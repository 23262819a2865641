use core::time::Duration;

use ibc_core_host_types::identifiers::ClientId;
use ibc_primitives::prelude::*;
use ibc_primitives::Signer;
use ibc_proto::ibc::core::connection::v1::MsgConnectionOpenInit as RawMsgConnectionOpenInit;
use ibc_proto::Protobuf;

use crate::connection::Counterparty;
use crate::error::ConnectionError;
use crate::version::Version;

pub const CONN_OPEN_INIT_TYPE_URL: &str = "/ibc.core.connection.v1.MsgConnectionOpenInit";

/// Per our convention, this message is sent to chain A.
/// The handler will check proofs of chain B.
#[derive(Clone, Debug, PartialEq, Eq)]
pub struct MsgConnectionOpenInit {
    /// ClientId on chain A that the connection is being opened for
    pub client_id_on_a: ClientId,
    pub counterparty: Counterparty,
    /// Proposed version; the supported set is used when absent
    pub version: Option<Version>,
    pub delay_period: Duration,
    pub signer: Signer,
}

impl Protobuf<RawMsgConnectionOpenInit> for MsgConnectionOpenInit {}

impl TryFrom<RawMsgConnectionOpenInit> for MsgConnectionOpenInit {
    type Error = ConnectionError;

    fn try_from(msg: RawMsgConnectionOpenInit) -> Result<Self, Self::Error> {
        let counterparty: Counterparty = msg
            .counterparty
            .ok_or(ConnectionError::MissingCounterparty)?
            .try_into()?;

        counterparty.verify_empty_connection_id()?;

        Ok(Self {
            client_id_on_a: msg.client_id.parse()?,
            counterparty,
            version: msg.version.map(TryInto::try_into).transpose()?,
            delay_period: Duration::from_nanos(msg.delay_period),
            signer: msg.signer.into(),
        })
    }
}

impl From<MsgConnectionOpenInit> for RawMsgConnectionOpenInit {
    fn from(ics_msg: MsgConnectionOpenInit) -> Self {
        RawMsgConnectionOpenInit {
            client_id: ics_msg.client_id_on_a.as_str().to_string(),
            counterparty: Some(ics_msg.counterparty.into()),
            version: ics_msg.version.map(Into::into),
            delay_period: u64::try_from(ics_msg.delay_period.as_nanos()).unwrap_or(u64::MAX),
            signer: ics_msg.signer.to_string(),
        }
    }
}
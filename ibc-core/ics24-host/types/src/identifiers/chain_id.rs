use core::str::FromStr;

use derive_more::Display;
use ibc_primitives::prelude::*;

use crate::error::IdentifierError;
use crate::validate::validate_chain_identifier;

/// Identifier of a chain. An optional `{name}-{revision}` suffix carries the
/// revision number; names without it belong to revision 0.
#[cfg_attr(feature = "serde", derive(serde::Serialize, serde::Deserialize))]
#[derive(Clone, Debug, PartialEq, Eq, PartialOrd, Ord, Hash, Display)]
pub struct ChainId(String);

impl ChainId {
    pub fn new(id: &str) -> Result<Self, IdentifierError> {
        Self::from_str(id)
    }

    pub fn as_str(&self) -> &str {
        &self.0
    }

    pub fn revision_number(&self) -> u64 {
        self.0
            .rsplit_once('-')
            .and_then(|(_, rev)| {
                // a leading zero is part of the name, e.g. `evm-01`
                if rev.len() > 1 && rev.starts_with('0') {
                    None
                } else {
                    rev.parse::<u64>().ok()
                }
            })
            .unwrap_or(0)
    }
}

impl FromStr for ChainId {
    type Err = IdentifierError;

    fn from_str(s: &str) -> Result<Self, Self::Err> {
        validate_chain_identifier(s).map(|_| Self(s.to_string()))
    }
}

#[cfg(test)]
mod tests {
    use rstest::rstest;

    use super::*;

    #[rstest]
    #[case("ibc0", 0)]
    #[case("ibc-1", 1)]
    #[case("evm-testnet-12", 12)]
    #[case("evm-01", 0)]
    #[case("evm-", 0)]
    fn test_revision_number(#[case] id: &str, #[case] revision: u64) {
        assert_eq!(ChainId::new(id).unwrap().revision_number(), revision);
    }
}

:::

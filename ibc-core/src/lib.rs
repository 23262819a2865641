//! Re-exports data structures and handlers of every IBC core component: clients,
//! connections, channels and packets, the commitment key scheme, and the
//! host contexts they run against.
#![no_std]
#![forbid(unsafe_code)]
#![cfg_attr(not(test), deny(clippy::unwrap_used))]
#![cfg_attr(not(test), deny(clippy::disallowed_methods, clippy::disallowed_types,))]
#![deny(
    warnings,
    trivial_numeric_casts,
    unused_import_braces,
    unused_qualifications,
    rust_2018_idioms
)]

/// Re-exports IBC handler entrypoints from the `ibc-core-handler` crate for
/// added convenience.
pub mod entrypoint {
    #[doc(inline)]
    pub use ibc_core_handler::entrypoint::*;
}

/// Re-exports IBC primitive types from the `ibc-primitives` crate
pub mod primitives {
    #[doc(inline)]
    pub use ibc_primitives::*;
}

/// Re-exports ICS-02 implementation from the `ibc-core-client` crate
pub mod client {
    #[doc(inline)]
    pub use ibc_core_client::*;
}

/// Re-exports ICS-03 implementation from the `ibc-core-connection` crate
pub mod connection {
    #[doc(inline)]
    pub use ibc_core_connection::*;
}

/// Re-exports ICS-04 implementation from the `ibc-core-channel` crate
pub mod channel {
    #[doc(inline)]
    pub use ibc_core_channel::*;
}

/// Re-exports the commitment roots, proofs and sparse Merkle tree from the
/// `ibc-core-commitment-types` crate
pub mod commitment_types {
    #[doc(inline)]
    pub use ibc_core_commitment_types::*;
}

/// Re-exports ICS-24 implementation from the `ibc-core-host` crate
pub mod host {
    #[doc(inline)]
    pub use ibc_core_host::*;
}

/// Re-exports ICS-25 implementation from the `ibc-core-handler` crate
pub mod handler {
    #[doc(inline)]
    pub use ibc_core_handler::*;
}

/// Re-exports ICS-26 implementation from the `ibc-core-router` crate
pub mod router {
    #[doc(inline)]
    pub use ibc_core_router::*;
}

:::

→ **WHAT YOU HAVE TO DO**
Above are the entries; copy every line among them that contains the word "ConnectionError".

→ **ANSWER BOX**
use crate::error::ConnectionError;
    type Error = ConnectionError;
            .ok_or(ConnectionError::MissingCounterparty)?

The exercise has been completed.